Nikole Hannah-Jones of the New York Times went on CBS to insist that wrecking business and torching neighborhoods shouldn't even be called violent. The killing of Floyd was violence, she said, not the mere destruction of "property, which can be replaced."

This willful determination by politicians and journalists to downplay the savagery and seriousness of the rioting and looting — or worse, to justify it — is a terrifying symptom of a society going off the rails.

There has been so much of this.

Numerous news organizations refused to characterize last year's violent mobs honestly — i.e., as "mobs" — lest it reflect badly on the hundreds of thousands of protesters who weren't shattering windows or stealing merchandise. The Associated Press changed its stylebook, which is followed by many newsrooms, to downplay the use of the word "riot," and warned against "focusing on rioting and property destruction rather than underlying grievance." A more honest rule wouldn't require such contortions: Distinguish between peaceful protests and violent riots. What could be more straightforward? Ah, but such a rule wouldn't take progressive newsroom politics into account, and these days, politics trumps journalism. Behold the edict from Washington Post editor Marty Baron last week: "The people who breached the Capitol are not 'protesters,' they are a 'mob.'"

He's right; they were a mob.
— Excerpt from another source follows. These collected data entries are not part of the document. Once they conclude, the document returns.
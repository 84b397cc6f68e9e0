//! A single virtual workspace on a monitor
use crate::{pure::layout::Layout, Xid};

/// One of the fixed set of virtual workspaces available on each monitor.
///
/// A view tracks the same clients in two orders: `clients` is creation
/// order (modulo promotions to master) and is what layouts consume, `stack`
/// is most-recently-focused first. The selected client of a view is always
/// the head of its focus stack.
#[derive(Debug, Clone, PartialEq)]
pub struct View {
    pub(crate) mfact: f64,
    pub(crate) layout: Layout,
    pub(crate) clients: Vec<Xid>,
    pub(crate) stack: Vec<Xid>,
}

impl View {
    pub(crate) fn new(mfact: f64, layout: Layout) -> Self {
        Self {
            mfact,
            layout,
            clients: Vec::new(),
            stack: Vec::new(),
        }
    }

    /// The fraction of the work area given to the master client
    pub fn mfact(&self) -> f64 {
        self.mfact
    }

    /// The layout currently applied to this view
    pub fn layout(&self) -> Layout {
        self.layout
    }

    /// The selected client of this view: the most recently focused one
    pub fn focused(&self) -> Option<Xid> {
        self.stack.first().copied()
    }

    /// Whether any clients are present on this view
    pub fn is_empty(&self) -> bool {
        self.clients.is_empty()
    }

    /// Whether the given client is on this view
    pub fn contains(&self, id: Xid) -> bool {
        self.clients.contains(&id)
    }

    /// The clients of this view in layout order
    pub fn clients(&self) -> &[Xid] {
        &self.clients
    }

    /// The clients of this view in most-recently-focused order
    pub fn focus_stack(&self) -> &[Xid] {
        &self.stack
    }

    /// Add a client to this view: client list stays in creation order (new
    /// clients at the tail), the focus stack gets the newcomer at its head.
    pub(crate) fn attach(&mut self, id: Xid) {
        self.clients.push(id);
        self.stack.insert(0, id);
    }

    /// Add a client at the head of both lists. Used when re-homing clients
    /// from a removed monitor.
    pub(crate) fn attach_front(&mut self, id: Xid) {
        self.clients.insert(0, id);
        self.stack.insert(0, id);
    }

    /// Remove a client from both lists.
    pub(crate) fn detach(&mut self, id: Xid) {
        self.clients.retain(|&c| c != id);
        self.stack.retain(|&c| c != id);
    }

    /// Move a client already on this view to the head of the focus stack.
    pub(crate) fn promote_focus(&mut self, id: Xid) {
        if let Some(pos) = self.stack.iter().position(|&c| c == id) {
            self.stack.remove(pos);
            self.stack.insert(0, id);
        }
    }

    /// Move a client already on this view to the head of the client list,
    /// making it the master for layouts that have one.
    pub(crate) fn promote_client(&mut self, id: Xid) {
        if let Some(pos) = self.clients.iter().position(|&c| c == id) {
            self.clients.remove(pos);
            self.clients.insert(0, id);
        }
    }
}

#[cfg(test)]
mod tests {
    use super::*;

    fn view_with(ids: &[u32]) -> View {
        let mut v = View::new(0.55, Layout::Tile);
        for &id in ids.iter().rev() {
            v.attach(Xid(id));
        }

        v
    }

    #[test]
    fn attach_keeps_creation_order_and_prepends_focus() {
        let v = view_with(&[3, 2, 1]);

        assert_eq!(v.clients, vec![Xid(1), Xid(2), Xid(3)]);
        assert_eq!(v.stack, vec![Xid(3), Xid(2), Xid(1)]);
        assert_eq!(v.focused(), Some(Xid(3)));
    }

    #[test]
    fn attach_front_prepends_to_both_lists() {
        let mut v = view_with(&[2, 1]);

        v.attach_front(Xid(3));

        assert_eq!(v.clients, vec![Xid(3), Xid(1), Xid(2)]);
        assert_eq!(v.stack, vec![Xid(3), Xid(2), Xid(1)]);
    }

    #[test]
    fn detach_removes_from_both_lists() {
        let mut v = view_with(&[3, 2, 1]);

        v.detach(Xid(2));

        assert_eq!(v.clients, vec![Xid(1), Xid(3)]);
        assert_eq!(v.stack, vec![Xid(3), Xid(1)]);
    }

    #[test]
    fn promote_focus_leaves_client_order_untouched() {
        let mut v = view_with(&[3, 2, 1]);

        v.promote_focus(Xid(1));

        assert_eq!(v.clients, vec![Xid(1), Xid(2), Xid(3)]);
        assert_eq!(v.stack, vec![Xid(1), Xid(3), Xid(2)]);
        assert_eq!(v.focused(), Some(Xid(1)));
    }

    #[test]
    fn promote_client_leaves_stack_untouched() {
        let mut v = view_with(&[3, 2, 1]);

        v.promote_client(Xid(3));

        assert_eq!(v.clients, vec![Xid(3), Xid(1), Xid(2)]);
        assert_eq!(v.stack, vec![Xid(3), Xid(2), Xid(1)]);
    }

    #[test]
    fn promoting_unknown_clients_is_a_noop() {
        let mut v = view_with(&[2, 1]);

        v.promote_focus(Xid(9));
        v.promote_client(Xid(9));

        assert_eq!(v, view_with(&[2, 1]));
    }
}
//! Interactive move and resize gestures.
//!
//! Both gestures grab the pointer and run an inner event loop: map,
//! configure and expose events are dispatched to their normal handlers so
//! the rest of the UI stays live, motion drives the gesture and the first
//! button release ends it. If the client's center lands on a different
//! monitor it is handed over there.
use crate::{
    core::{
        self, actions,
        State,
    },
    pure::geometry::{Point, Rect},
    x::{PointerShape, XConn, XEvent},
    Result, Xid,
};
use tracing::trace;

/// Drag the focused client with the pointer, snapping to work area edges
/// and promoting tiled clients to floating once dragged past the snap
/// threshold.
pub(crate) fn move_with_pointer<X: XConn>(state: &mut State, x: &X) -> Result<()> {
    let id = match state.client_set.focused_client() {
        Some(id) => id,
        None => return Ok(()),
    };
    let mon = state.client_set.selected_monitor_index();
    core::restack(state, x, mon)?;

    let (ocx, ocy) = {
        let r = state.client_set.client(id).expect("focused client").rect();
        (r.x, r.y)
    };

    if !x.grab_pointer(PointerShape::Move)? {
        return Ok(());
    }
    let origin = x.cursor_position()?;
    trace!(%id, ?origin, "starting interactive move");

    loop {
        match x.next_gesture_event()? {
            XEvent::ConfigureRequest(e) => core::handle_configure_request(state, x, &e)?,
            XEvent::Expose(e) => core::handle_expose(state, x, e)?,
            XEvent::MapRequest(w) => core::handle_map_request(state, x, w)?,
            XEvent::MotionNotify(p) => {
                drag_to(state, x, id, ocx + (p.x - origin.x), ocy + (p.y - origin.y))?;
            }
            XEvent::ButtonRelease => break,
            _ => (),
        }
    }

    x.ungrab_pointer()?;
    hand_over_if_crossed(state, x, id)
}

fn drag_to<X: XConn>(state: &mut State, x: &X, id: Xid, mut nx: i32, mut ny: i32) -> Result<()> {
    let snap = state.config.snap as i32;
    let wa = state.client_set.selected_monitor().window_area();
    let arranges = state
        .client_set
        .selected_monitor()
        .selected_view()
        .layout()
        .arranges();
    let (rect, outer_w, outer_h, floating) = match state.client_set.client(id) {
        Some(c) => (
            c.rect(),
            c.outer_w() as i32,
            c.outer_h() as i32,
            c.is_floating(),
        ),
        None => return Ok(()),
    };

    if snap > 0 && wa.x <= nx && nx <= wa.right() && wa.y <= ny && ny <= wa.bottom() {
        if (wa.x - nx).abs() < snap {
            nx = wa.x;
        } else if (wa.right() - (nx + outer_w)).abs() < snap {
            nx = wa.right() - outer_w;
        }
        if (wa.y - ny).abs() < snap {
            ny = wa.y;
        } else if (wa.bottom() - (ny + outer_h)).abs() < snap {
            ny = wa.bottom() - outer_h;
        }

        if !floating && arranges && ((nx - rect.x).abs() > snap || (ny - rect.y).abs() > snap) {
            actions::toggle_floating_impl(state, x)?;
        }
    }

    let floating = state
        .client_set
        .client(id)
        .map(|c| c.is_floating())
        .unwrap_or(false);
    if floating || !arranges {
        if let Some(r) = state.client_set.client(id).map(|c| c.rect()) {
            core::apply_resize(state, x, id, Rect::new(nx, ny, r.w, r.h), true)?;
        }
    }

    Ok(())
}

/// Resize the focused client by dragging its bottom-right corner with the
/// pointer.
pub(crate) fn resize_with_pointer<X: XConn>(state: &mut State, x: &X) -> Result<()> {
    let id = match state.client_set.focused_client() {
        Some(id) => id,
        None => return Ok(()),
    };
    let mon = state.client_set.selected_monitor_index();
    core::restack(state, x, mon)?;

    let (ocx, ocy) = {
        let r = state.client_set.client(id).expect("focused client").rect();
        (r.x, r.y)
    };

    if !x.grab_pointer(PointerShape::Resize)? {
        return Ok(());
    }
    warp_to_corner(state, x, id)?;
    trace!(%id, "starting interactive resize");

    loop {
        match x.next_gesture_event()? {
            XEvent::ConfigureRequest(e) => core::handle_configure_request(state, x, &e)?,
            XEvent::Expose(e) => core::handle_expose(state, x, e)?,
            XEvent::MapRequest(w) => core::handle_map_request(state, x, w)?,
            XEvent::MotionNotify(p) => resize_to(state, x, id, ocx, ocy, p)?,
            XEvent::ButtonRelease => break,
            _ => (),
        }
    }

    warp_to_corner(state, x, id)?;
    x.ungrab_pointer()?;
    x.drain_enter_events()?;
    hand_over_if_crossed(state, x, id)
}

fn resize_to<X: XConn>(state: &mut State, x: &X, id: Xid, ocx: i32, ocy: i32, p: Point) -> Result<()> {
    let snap = state.config.snap as i32;
    let wa = state.client_set.selected_monitor().window_area();
    let arranges = state
        .client_set
        .selected_monitor()
        .selected_view()
        .layout()
        .arranges();
    let (rect, bw, floating) = match state.client_set.client(id) {
        Some(c) => (c.rect(), c.border_width() as i32, c.is_floating()),
        None => return Ok(()),
    };

    // absolute pointer position maps to the new size, floored at 1x1
    let nw = std::cmp::max(p.x - ocx - 2 * bw + 1, 1);
    let nh = std::cmp::max(p.y - ocy - 2 * bw + 1, 1);

    if snap > 0 && wa.x <= nw && nw <= wa.right() && wa.y <= nh && nh <= wa.bottom() {
        let (dw, dh) = (nw - rect.w as i32, nh - rect.h as i32);
        if !floating && arranges && (dw.abs() > snap || dh.abs() > snap) {
            actions::toggle_floating_impl(state, x)?;
        }
    }

    let floating = state
        .client_set
        .client(id)
        .map(|c| c.is_floating())
        .unwrap_or(false);
    if floating || !arranges {
        core::apply_resize(
            state,
            x,
            id,
            Rect::new(rect.x, rect.y, nw as u32, nh as u32),
            true,
        )?;
    }

    Ok(())
}

fn warp_to_corner<X: XConn>(state: &State, x: &X, id: Xid) -> Result<()> {
    let c = match state.client_set.client(id) {
        Some(c) => c,
        None => return Ok(()),
    };
    let (w, h, bw) = (c.rect().w as i16, c.rect().h as i16, c.border_width() as i16);

    x.warp_pointer(id, w + bw - 1, h + bw - 1)
}

// After a gesture the client may have been dragged onto another monitor:
// transfer it there and follow with the focus.
fn hand_over_if_crossed<X: XConn>(state: &mut State, x: &X, id: Xid) -> Result<()> {
    let center = match state.client_set.client(id) {
        Some(c) => c.center(),
        None => return Ok(()),
    };

    let target = state.client_set.monitor_at_point(center);
    if target != state.client_set.selected_monitor_index() {
        core::send_to_monitor(state, x, id, target)?;
        state.client_set.set_selected_monitor(target);
        core::focus(state, x, None)?;
    }

    Ok(())
}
But so were the people who set police stations and courthouses on fire, killed 77-year-old David Dorn, toppled and bashed a statue of Thomas Jefferson, and repeatedly invaded, looted, and trashed the pharmacy where my 23-year-old son is the manager. But, because of politics, those mobs weren't called by their proper name.

Must it be like this? Can't journalists agree that when thugs are rampaging and rioters are wreaking havoc, the only "side" we should be at pains to protect is the victims' side? We should not be turning a blind eye to any looters, arsonists, or aggressors — regardless of the politics involved, regardless of race or ethnicity, regardless of the ideology being hailed or denounced in the streets.

Lincoln didn't say that the "mobocratic spirit" is to be feared only if it comes from the right or from the left. He understood that the threat to American democracy doesn't arise from the politics of the mob, it arises from the mob itself. Isn't it time we absorbed that lesson as well?